Um trabalho publicado em 2015 e que teve grande repercussão mostrou que, de fato, a presença de grandes mamíferos diminuiu nos primeiros anos após o acidente, mas eles se recuperaram imediatamente. Levantamentos aéreos realizados desde a década de 1990 mostram que as populações de alces, veados, corças e javalis eram semelhantes às de outras regiões. E, na ausência de humanos, a população de lobos aumentou sete vezes, com a maior densidade populacional da Europa.

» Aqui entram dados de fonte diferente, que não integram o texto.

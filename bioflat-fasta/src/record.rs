use std::fmt::{self, Display};

/// Number of bases shown by the `Display` preview.
const PREVIEW_LENGTH: usize = 10;

///
/// A single FASTA sequence.
///
#[derive(Debug, Clone, PartialEq, Eq, Default)]
pub struct FastaRecord {
    pub id: String,
    pub description: String,
    pub sequence: String,
}

impl FastaRecord {
    pub fn new<I: Into<String>, D: Into<String>, S: Into<String>>(
        id: I,
        description: D,
        sequence: S,
    ) -> Self {
        FastaRecord {
            id: id.into(),
            description: description.into(),
            sequence: sequence.into(),
        }
    }

    pub fn len(&self) -> usize {
        self.sequence.len()
    }

    pub fn is_empty(&self) -> bool {
        self.sequence.is_empty()
    }

    ///
    /// Get the header line, without the trailing newline.
    ///
    pub fn header(&self) -> String {
        if self.description.is_empty() {
            format!(">{}", self.id)
        } else {
            format!(">{} {}", self.id, self.description)
        }
    }
}

impl Display for FastaRecord {
    fn fmt(&self, f: &mut fmt::Formatter<'_>) -> fmt::Result {
        writeln!(f, "{}", self.header())?;
        match self.sequence.get(..PREVIEW_LENGTH) {
            Some(preview) if self.sequence.len() > PREVIEW_LENGTH => write!(f, "{}...", preview),
            _ => write!(f, "{}", self.sequence),
        }
    }
}

#[cfg(test)]
mod tests {
    use super::*;

    use pretty_assertions::assert_eq;
    use rstest::*;

    #[rstest]
    fn test_header_without_description() {
        let record = FastaRecord::new("chrI", "", "ACGT");
        assert_eq!(record.header(), ">chrI");
    }

    #[rstest]
    fn test_header_with_description() {
        let record = FastaRecord::new("seq1", "description of seq1", "ACGT");
        assert_eq!(record.header(), ">seq1 description of seq1");
    }

    #[rstest]
    fn test_display_truncates_long_sequences() {
        let record = FastaRecord::new("seq1", "", "ATGCGAGATAGATCATACTG");
        assert_eq!(record.to_string(), ">seq1\nATGCGAGATA...");
    }

    #[rstest]
    fn test_display_short_sequence() {
        let record = FastaRecord::new("seq1", "", "ATG");
        assert_eq!(record.to_string(), ">seq1\nATG");
    }
}
use std::io::Write;
use std::path::Path;

use anyhow::{Context, Result};
use bioflat_core::WriterConfig;
use bioflat_core::utils::get_dynamic_writer;
use bioflat_fasta::write_fasta;

use crate::consts::{FASTA_DIRECTIVE, GFF_VERSION_DIRECTIVE};
use crate::graph::FeatureGraph;

///
/// Write a [`FeatureGraph`] back out as GFF3.
///
/// Preserved directives come first (a `##gff-version 3` line is added when the
/// graph has none), then one line per feature in file order, then a `##FASTA`
/// section when the graph carries sequences.
///
pub fn write_gff<W: Write>(graph: &FeatureGraph, writer: &mut W, config: &WriterConfig) -> std::io::Result<()> {
    if !graph.directives.iter().any(|d| d.starts_with("##gff-version")) {
        writeln!(writer, "{}", GFF_VERSION_DIRECTIVE)?;
    }
    for directive in &graph.directives {
        writeln!(writer, "{}", directive)?;
    }

    for feature in graph {
        writeln!(writer, "{}", feature.to_line(config.float_precision))?;
    }

    if !graph.sequences.is_empty() {
        writeln!(writer, "{}", FASTA_DIRECTIVE)?;
        write_fasta(graph.sequences.iter(), writer, config.fasta_line_width)?;
    }

    Ok(())
}

pub trait GffWrite {
    ///
    /// Write data to disk as a GFF3 file. The output is gzip'd when the path
    /// ends in `.gz`.
    ///
    /// # Arguments
    /// - path: the path to the file to dump to
    /// - config: score precision and FASTA line width
    fn write_gff<T: AsRef<Path>>(&self, path: T, config: &WriterConfig) -> Result<()>;
}

impl GffWrite for FeatureGraph {
    fn write_gff<T: AsRef<Path>>(&self, path: T, config: &WriterConfig) -> Result<()> {
        let path = path.as_ref();
        let mut writer = get_dynamic_writer(path)?;
        write_gff(self, &mut writer, config).with_context(|| format!("Failed to write GFF3 file: {:?}", path))?;
        writer.flush()?;
        Ok(())
    }
}

#[cfg(test)]
mod tests {
    use super::*;

    use std::str::FromStr;

    use pretty_assertions::assert_eq;
    use rstest::*;

    #[rstest]
    fn test_version_directive_is_added() {
        let graph = FeatureGraph::from_str("ctg\t.\tgene\t1\t10\t2.5\t+\t.\tID=g1\n").unwrap();
        let mut out = Vec::new();
        write_gff(&graph, &mut out, &WriterConfig::default()).unwrap();

        assert_eq!(
            String::from_utf8(out).unwrap(),
            "##gff-version 3\nctg\t.\tgene\t1\t10\t2.500000\t+\t.\tID=g1\n"
        );
    }

    #[rstest]
    fn test_directives_and_fasta_are_written() {
        let gff = "\
##gff-version 3.1.26
##sequence-region ctg 1 8
ctg\t.\tgene\t1\t8\t.\t-\t.\tID=g1;Note=a%3Bb
##FASTA
>ctg
ACGTACGT
";
        let graph = FeatureGraph::from_str(gff).unwrap();
        let config = WriterConfig {
            fasta_line_width: 4,
            float_precision: 2,
        };
        let mut out = Vec::new();
        write_gff(&graph, &mut out, &config).unwrap();

        assert_eq!(
            String::from_utf8(out).unwrap(),
            "\
##gff-version 3.1.26
##sequence-region ctg 1 8
ctg\t.\tgene\t1\t8\t.\t-\t.\tID=g1;Note=a%3Bb
##FASTA
>ctg
ACGT
ACGT
"
        );
    }

    #[rstest]
    fn test_write_gff_to_disk_and_read_back() {
        let gff = "\
ctg\t.\tgene\t1\t100\t.\t+\t.\tID=g1
ctg\t.\tmRNA\t1\t100\t.\t+\t.\tID=m1;Parent=g1
";
        let graph = FeatureGraph::from_str(gff).unwrap();
        let tempdir = tempfile::tempdir().unwrap();
        let path = tempdir.path().join("out.gff3.gz");

        graph.write_gff(&path, &WriterConfig::default()).unwrap();

        let reread = FeatureGraph::try_from(path.as_path()).unwrap();
        assert_eq!(reread.features(), graph.features());
        assert_eq!(reread.directives, vec![GFF_VERSION_DIRECTIVE]);
    }
}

“Muitos estudos agora sugerem que nas partes da zona de exclusão que não são particularmente radioativas, muitos animais se saíram muito bem, especialmente aqueles que são caçados em outras áreas fora da zona”, reconhece Mousseau. “No entanto, a maioria das pesquisas mostra claramente que muitos organismos que vivem nas regiões mais radioativas da zona de exclusão apresentam lesões graves de vários tipos”, acrescenta.
Jim Smith é biólogo da Universidade de Portsmouth, no Reino Unido, e, como Mousseau, vai a Chernobyl há vários anos. Ele é o principal autor do trabalho sobre lobos e outros grandes mamíferos e participou de vários censos da fauna da região. Para Smith, a parte genética da pesquisa de Mousseau é impecável, mas ele rejeita que possa estar ligada à exposição à radiação.
— Toda radiação, incluindo radiação natural de rochas, scanners de raios X, raios cósmicos, pode danificar o DNA, então a radiação em alguns pontos críticos de Chernobyl certamente está influenciando a genética dos animais — explica. — Mas a questão é até que ponto isso está acontecendo e se afeta significativamente as populações.
O problema é que existem muitos outros fatores ambientais, por isso “é difícil encontrar efeitos claros da radiação nos indivíduos, mesmo nas áreas mais contaminadas”, acrescenta o biólogo.
— O que está claro para mim é que, na ausência de pressão humana, a vida silvestre prospera, apesar da influência potencial da radiação de baixo nível — diz.
‘Explosão de vida’
O ecólogo do Museu Nacional de Ciências Naturais, Ismael Galván, trabalhou com Mousseau no estudo das aves de Chernobyl. Deles resultou um trabalho publicado em 2014 com conclusões tão interessantes que chamaram atenção na época. Eles estudaram o impacto da radiação em 16 espécies de aves, e concluíram que as espécies analisadas não pareciam ser afetadas pela exposição à radiação. “Chernobyl está experimentando uma explosão de vida”, diz Galván no artigo.
Em relação aos cachorros, Galván reconhece que os dados mostram que eles são geneticamente diferentes, então a hipótese da radiação não lhe parece problemática. “A diferenciação genética pode ser a base para a adaptação que vimos nas aves”, diz ele. “É provável que os animais tenham se adaptado a níveis de radiação baixos, mas crônicos, ao longo do tempo, levando a uma adaptação fisiológica”, acrescenta. O problema é que faltam dados sobre a fisiologia dos cães.
— Quando um organismo é exposto a algo nocivo que o metabolismo tem que combater ou enfrentar [um agente químico, dano ambiental, radiação…], o estado final pode ser melhor que o inicial — explica Galván. — É óbvio que a radiação não é boa, mas os animais, ao longo das gerações, têm a capacidade de se adaptar.